J Voice. 2024 Nov 6:S0892-1997(24)00360-6. doi: 10.1016/j.jvoice.2024.10.017. Online ahead of print.

Abstract

Objective: This study aimed to evaluate the influence of voice therapy on maximum phonation time (MPT) and S:Z ratio in patients diagnosed with primary muscle tension dysphonia (pMTD). The goal was to investigate whether pMTD is associated with reduced S:Z ratio and prolonged MPT.

Study design: Prospective cohort study.

Methods: A comparative analysis was conducted on a cohort of patients diagnosed with pMTD. Prevoice and postvoice therapy assessments of MPT and S:Z ratio were performed. Data from these measurements were analyzed to determine the impact of voice therapy on the studied parameters. A paired t test was used to evaluate MPT and S:Z ratio pretherapy and post therapy.

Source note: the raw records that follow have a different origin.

//! Shared primitives: coordinate/id types, configuration, errors

pub mod config;
pub mod error;
pub mod types;
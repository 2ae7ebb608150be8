//! Touch interaction dispatch
//!
//! `interact` is called with the origin and step of every attempted move,
//! before the move itself resolves. It looks up the target entity and
//! dispatches by kind. Handlers irrelevant to the toucher's subtype are
//! no-ops: only the player collects items and opens doors, only projectiles
//! shatter breakables, and so on.

use crate::audio::SoundEffect;
use crate::board::{Board, TickContext};
use crate::core::types::{Direction, KeyColor, Position, Step, ThingId};
use crate::entity::{Entity, EntityKind};
use crate::script;

impl Board {
    /// Touch the cell at `origin + step` on behalf of `toucher`.
    pub fn interact(&mut self, origin: Position, step: Step, toucher: ThingId, ctx: &mut TickContext) {
        let target = origin.offset(step);
        let entity = self.entity_at(target);
        let Some(toucher_kind) = self.thing(toucher).map(|t| t.kind) else {
            return;
        };
        let is_player = toucher_kind == EntityKind::Player;

        match entity.kind {
            EntityKind::EdgeOfBoard => {
                if is_player {
                    if let Some(direction) = Direction::from_step(step) {
                        ctx.requests.board_switch = Some(direction);
                    }
                }
            }
            EntityKind::Forest => {
                if is_player {
                    self.set_entity(target, *Entity::empty());
                    ctx.audio.effect(SoundEffect::Forest);
                    self.show_message("A path is cleared through the forest.", ctx);
                }
            }
            EntityKind::Water => {
                if is_player {
                    ctx.audio.effect(SoundEffect::Water);
                    self.show_message("Your way is blocked by water.", ctx);
                }
            }
            EntityKind::Breakable => {
                if matches!(toucher_kind, EntityKind::Bullet | EntityKind::Star) {
                    self.set_entity(target, *Entity::empty());
                    ctx.audio.effect(SoundEffect::Shatter);
                }
            }
            EntityKind::Invisible => {
                if is_player {
                    self.set_entity(target, *Entity::create(EntityKind::Normal, entity.color));
                    self.show_message("You are blocked by an invisible wall.", ctx);
                }
            }
            EntityKind::Ammo => {
                if is_player {
                    ctx.state.ammo += ctx.config.ammo_per_pickup;
                    self.set_entity(target, *Entity::empty());
                    ctx.audio.effect(SoundEffect::Ammo);
                }
            }
            EntityKind::Torch => {
                if is_player {
                    ctx.state.torches += 1;
                    self.set_entity(target, *Entity::empty());
                    ctx.audio.effect(SoundEffect::Torch);
                }
            }
            EntityKind::Gem => {
                if is_player {
                    ctx.state.gems += 1;
                    ctx.state.health += 1;
                    ctx.state.score += ctx.config.gem_score;
                    self.set_entity(target, *Entity::empty());
                    ctx.audio.effect(SoundEffect::Gem);
                }
            }
            EntityKind::Energizer => {
                if is_player {
                    ctx.state.energizer_cycles = ctx.config.energizer_cycles;
                    self.set_entity(target, *Entity::empty());
                    ctx.audio.effect(SoundEffect::Energizer);
                    self.send_label("all", "energize", None);
                }
            }
            EntityKind::Key => {
                if is_player {
                    let color = KeyColor::from_nibble(entity.color & 0x07);
                    if ctx.state.keys.contains(&color) {
                        self.show_message(format!("You already have a {} key!", color.name()), ctx);
                    } else {
                        ctx.state.keys.insert(color);
                        self.set_entity(target, *Entity::empty());
                        ctx.audio.effect(SoundEffect::Key);
                        self.show_message(format!("You now have the {} key.", color.name()), ctx);
                    }
                }
            }
            EntityKind::Door => {
                if is_player {
                    let color = KeyColor::from_nibble((entity.color >> 4) & 0x07);
                    if ctx.state.keys.remove(&color) {
                        self.set_entity(target, *Entity::empty());
                        ctx.audio.effect(SoundEffect::DoorOpen);
                        self.show_message(format!("The {} door is now open.", color.name()), ctx);
                    } else {
                        ctx.audio.effect(SoundEffect::DoorLocked);
                        self.show_message(format!("The {} door is locked!", color.name()), ctx);
                    }
                }
            }
            EntityKind::Scroll => {
                if is_player {
                    if let Some(id) = entity.thing {
                        ctx.audio.effect(SoundEffect::Scroll);
                        // One-shot display of the scroll's text, then gone.
                        script::run(self, id, 1, ctx);
                        self.delete_thing(id);
                    }
                }
            }
            EntityKind::Object => {
                if is_player {
                    if let Some(id) = entity.thing {
                        self.seek_thing_label(id, "touch");
                    }
                }
            }
            EntityKind::Player => {
                // An enemy or projectile reached the player.
                if toucher_kind.is_enemy() {
                    self.attack_player(toucher, ctx);
                } else if matches!(toucher_kind, EntityKind::Bullet | EntityKind::Star) {
                    let from_player = match self.thing(toucher).map(|t| t.data) {
                        Some(crate::thing::ThingData::Bullet { from_player }) => from_player,
                        _ => false,
                    };
                    if !from_player {
                        self.hurt_player(ctx);
                    }
                    self.delete_thing(toucher);
                }
            }
            kind if kind.is_enemy() => {
                // The player walked into an enemy: same exchange as the
                // enemy reaching the player.
                if is_player {
                    if let Some(enemy) = entity.thing {
                        self.attack_player(enemy, ctx);
                    }
                }
            }
            EntityKind::Star => {
                if is_player {
                    if let Some(star) = entity.thing {
                        self.hurt_player(ctx);
                        self.delete_thing(star);
                    }
                }
            }
            _ => {}
        }
    }

    /// Resolve contact between `attacker` and the player. While energized
    /// the attacker dies for points; otherwise it dies dealing damage.
    pub fn attack_player(&mut self, attacker: ThingId, ctx: &mut TickContext) {
        let kind = match self.thing(attacker) {
            Some(t) => t.kind,
            None => return,
        };
        if ctx.state.energizer_cycles > 0 {
            ctx.state.score += kind.points();
            ctx.audio.effect(SoundEffect::EnemyDown);
        } else {
            self.hurt_player(ctx);
        }
        self.delete_thing(attacker);
    }

    /// Apply contact damage to the player.
    pub fn hurt_player(&mut self, ctx: &mut TickContext) {
        if ctx.state.energizer_cycles > 0 {
            return;
        }
        ctx.state.health -= ctx.config.contact_damage;
        ctx.audio.effect(SoundEffect::Ouch);
        self.show_message("Ouch!", ctx);
    }
}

Results: Fifty-two patients met the inclusion criteria for the study, having completed a laryngology evaluation with diagnosis of pMTD and agreeing to voice therapy between July 22, 2021, and April 4, 2023. Sixteen of these patients completed a full course of voice therapy. The Voice Handicap Index-10 (VHI-10), MPT, and S:Z ratio were measured during initial evaluation as part of a complete laryngeal function study. A statistically significant reduction in VHI-10 scores was observed, with values decreasing from 17.81 (±2.81) pretherapy to 8.81 (±1.8) post therapy (P < 0.001). However, no significant differences were detected in MPT or the S:Z ratio following the intervention.

Conclusions: There is a lack of correlation between subjective evaluations of voice (VHI-10) and objective assessments (MPT and S:Z ratio), indicating that these objective parameters may not accurately reflect changes in voice quality following therapy in the pMTD population.

Lay summary: MPT and S:Z ratio do not appear to be uniformly impacted in patients with pMTD. Moreover, these measures do not consistently improve following voice therapy for pMTD.

Keywords: Maximum phonation time; Muscle tension dysphonia; Voice Handicap Index; Voice training.